Aber rückblickend kann ich nicht ohne Selbstkritik feststellen: Bei allem Elan darf das Augenmaß und der kühle Blick nicht verlorengehen. Der „engagierte Journalismus“ hat unserem Berufsstand gut getan, denn er hat Ketten konventionellen Denkens und Wohlverhaltens gesprengt. Aber das Wahre war und ist er als journalistische Maxime nicht.Wie viele in unserer Branche bin ich ein Wildwuchs oder ein Selfmademan. Meiner hat sich nie jemand richtig angenommen, was journalistische Kontrolle oder Weiterbildung angeht. Nachträglich betrachte ich das als Manko, weshalb ich heute größten Wert nicht nur auf eine qualifizierte berufliche Ausbildung (die ich hatte), sondern auch auf intensive Betreuung und Weiterbildung unserer Mitarbeiterinnen und Mitarbeiter lege.

Dies ist, da die Anforderungen aufgrund des Wettbewerbs und des durch die technologischen Errungenschaften verursachten Zeitdrucks beträchtlich gestiegen sind, heute und morgen notwendiger denn je …Die Recherche scheint sich in unserem Land zu einer dauerhaften Schwachstelle zu entwickeln. Einseitige Informationen sind mit höchster Vorsicht zu behandeln und, wenn der notwendige Gegen- oder Crosscheck nicht stattfinden kann, entsprechend zu markieren. Doch darauf wird nach meinem Eindruck häufig leichtfertig verzichtet; vielleicht aus Unkenntnis, vielleicht aus Zeitdruck, vielleicht aus Absicht, um dem Beitrag nicht die Überzeugungskraft zu nehmen …

Ebenso kommt es immer wieder vor, daß Fremdmaterialien ohne entsprechenden Hinweis übernommen werden, seien sie uns nun von Firmen, Ministerien oder wohltätigen Organisationen geliefert worden. Gegen diese Tour sind auch die öffentlich-rechtlichen Rundfunkanstalten noch nicht entschieden genug vorgegangen. Leider!

Mit der fortschreitenden Technik wandelt sich offenbar auch die Arbeitsweise. Die zeitraubende, oft anstrengende Vor-Ort-Recherche schwindet zusehends. Das Nachrichtenverteilsystem und die Datenbanken sind ja viel einfacher anzuzapfen. Dieser PC-Journalismus ist eine bedenkliche Sache. Er ist zu distanziert, er verläßt sich zu sehr auf andere und er verhindert Originalität.

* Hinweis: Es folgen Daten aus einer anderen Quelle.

use tracing_subscriber::EnvFilter;

/// Install the global subscriber. `RUST_LOG` wins over `default_directive`.
///
/// Output goes to stderr so CLI listings on stdout stay clean. Calling this
/// twice is harmless; the second call is ignored.
pub fn init(default_directive: &str) {
    let filter = EnvFilter::try_from_default_env()
        .unwrap_or_else(|_| EnvFilter::new(default_directive));

    let _ = tracing_subscriber::fmt()
        .with_env_filter(filter)
        .with_writer(std::io::stderr)
        .with_target(false)
        .try_init();
}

Die Berichte werden immer gleicher und die Fehler schleppen sich durch. Mit dem Journalismus ist es bei uns wie mit dem guten deutschen Fluß. Er wird aus praktischen Gründen mehr und mehr kanalisiert. Entsprechend konturlos rauschen die Beiträge vorbei.Was wir brauchen, was wir leisten müssen in dieser Flut von Informationen, ist originelle, ist authentische Berichterstattung. Diese muß eine Domäne insbesondere der öffentlich-rechtlichen Rundfunkanstalten bleiben, zumal der allgemeine Trend in eine andere Richtung läuft.

Täuscht mich der Eindruck, daß uns insgesamt die Reporterinnen und Reporter ausgehen? Haben sie noch Chancen, wenn doch aus dem PC alles viel schneller und billiger zu haben ist? Hüten wir uns vor solchen Entwicklungen! Die für die Demokratie lebensnotwendige Vielfalt ginge daran langsam, aber sicher zugrunde …Wir müssen unser Verantwortungsbewußtsein schärfen, ob denn das auch stimmt, was wir im Brustton der Überzeugung in die Öffentlichkeit bringen. Es bricht uns kein Zacken aus der Krone, Unzutreffendes oder erst recht größere Schnitzer zuzugeben. Wir sind das unserer „Kundschaft“ schuldig. Außerdem erhöht das unsere Glaubwürdigkeit, anstatt die Leser-, Hörer- beziehungsweise Zuschauerschaft in dem Irrglauben zu lassen, wirklichkeitsgetreu informiert zu sein.